» **EXERCISE**
Nothing is to be left out; print all the entries exactly.

» **Stored data entries**

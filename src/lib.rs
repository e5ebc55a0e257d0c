//! # GridBorder
//!
//! Draw diagrams on the *borders* of a grid of cells:
//! - Toggle, erase and extend border segments
//! - Flood fill closed contours with the active color
//! - Fill or erase whole rows and columns
//! - Row/column highlights with last-write-wins resolution
//! - Pan, zoom and pointer/touch gestures
//!
//! ## Architecture
//!
//! GridBorder is organized as a workspace with multiple crates:
//!
//! 1. **gridborder-core** - Error types, colors and shared constants
//! 2. **gridborder-designer** - Document model, hit testing, edit operations, gestures, JSON format
//! 3. **gridborder-settings** - Configuration files and platform config directory
//! 4. **gridborder** - Headless command line tool that integrates all crates

pub mod cli;

pub use gridborder_core::{Color, DocumentError, Error, GridError, Result};
pub use gridborder_designer as designer;
pub use gridborder_designer::{
    Cell, Document, DocumentSnapshot, GestureConfig, GestureMachine, LineKey, Orientation,
    Viewport,
};
pub use gridborder_settings::{Config, SettingsManager};

/// Library version
pub const VERSION: &str = env!("CARGO_PKG_VERSION");

/// Build date (set at compile time)
pub const BUILD_DATE: &str = env!("BUILD_DATE");

fn env_filter() -> tracing_subscriber::EnvFilter {
    tracing_subscriber::EnvFilter::try_from_default_env()
        .unwrap_or_else(|_| tracing_subscriber::EnvFilter::new("info"))
}

/// Initialize logging with the default configuration
///
/// Sets up structured logging with:
/// - Console output with pretty formatting
/// - RUST_LOG environment variable support, `info` otherwise
pub fn init_logging() -> anyhow::Result<()> {
    use tracing_subscriber::fmt;
    use tracing_subscriber::prelude::*;

    let fmt_layer = fmt::layer()
        .with_writer(std::io::stderr)
        .with_target(true)
        .with_level(true)
        .with_line_number(true)
        .pretty();

    tracing_subscriber::registry()
        .with(env_filter())
        .with(fmt_layer)
        .try_init()?;

    Ok(())
}

/// Initialize logging into a file instead of the console
pub fn init_logging_to_file(path: &std::path::Path) -> anyhow::Result<()> {
    use anyhow::Context;
    use std::fs::OpenOptions;
    use tracing_subscriber::fmt;
    use tracing_subscriber::prelude::*;

    let file = OpenOptions::new()
        .create(true)
        .append(true)
        .open(path)
        .with_context(|| format!("Failed to open log file {}", path.display()))?;

    let fmt_layer = fmt::layer()
        .with_writer(file)
        .with_ansi(false)
        .with_target(true)
        .with_level(true)
        .with_line_number(true);

    tracing_subscriber::registry()
        .with(env_filter())
        .with(fmt_layer)
        .try_init()?;

    Ok(())
}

» **WRITTEN REPLY**
filename src/lib.rs
repository e5ebc55a0e257d0c
//! # GridBorder
//!
//! Draw diagrams on the *borders* of a grid of cells:
//! - Toggle, erase and extend border segments
//! - Flood fill closed contours with the active color
//! - Fill or erase whole rows and columns
//! - Row/column highlights with last-write-wins resolution
//! - Pan, zoom and pointer/touch gestures
//!
//! ## Architecture
//!
//! GridBorder is organized as a workspace with multiple crates:
//!
//! 1. **gridborder-core** - Error types, colors and shared constants
//! 2. **gridborder-designer** - Document model, hit testing, edit operations, gestures, JSON format
//! 3. **gridborder-settings** - Configuration files and platform config directory
//! 4. **gridborder** - Headless command line tool that integrates all crates

pub mod cli;

pub use gridborder_core::{Color, DocumentError, Error, GridError, Result};
pub use gridborder_designer as designer;
pub use gridborder_designer::{
    Cell, Document, DocumentSnapshot, GestureConfig, GestureMachine, LineKey, Orientation,
    Viewport,
};
pub use gridborder_settings::{Config, SettingsManager};

/// Library version
pub const VERSION: &str = env!("CARGO_PKG_VERSION");

/// Build date (set at compile time)
pub const BUILD_DATE: &str = env!("BUILD_DATE");

fn env_filter() -> tracing_subscriber::EnvFilter {
    tracing_subscriber::EnvFilter::try_from_default_env()
        .unwrap_or_else(|_| tracing_subscriber::EnvFilter::new("info"))
}

/// Initialize logging with the default configuration
///
/// Sets up structured logging with:
/// - Console output with pretty formatting
/// - RUST_LOG environment variable support, `info` otherwise
pub fn init_logging() -> anyhow::Result<()> {
    use tracing_subscriber::fmt;
    use tracing_subscriber::prelude::*;

    let fmt_layer = fmt::layer()
        .with_writer(std::io::stderr)
        .with_target(true)
        .with_level(true)
        .with_line_number(true)
        .pretty();

    tracing_subscriber::registry()
        .with(env_filter())
        .with(fmt_layer)
        .try_init()?;

    Ok(())
}

/// Initialize logging into a file instead of the console
pub fn init_logging_to_file(path: &std::path::Path) -> anyhow::Result<()> {
    use anyhow::Context;
    use std::fs::OpenOptions;
    use tracing_subscriber::fmt;
    use tracing_subscriber::prelude::*;

    let file = OpenOptions::new()
        .create(true)
        .append(true)
        .open(path)
        .with_context(|| format!("Failed to open log file {}", path.display()))?;

    let fmt_layer = fmt::layer()
        .with_writer(file)
        .with_ansi(false)
        .with_target(true)
        .with_level(true)
        .with_line_number(true);

    tracing_subscriber::registry()
        .with(env_filter())
        .with(fmt_layer)
        .try_init()?;

    Ok(())
}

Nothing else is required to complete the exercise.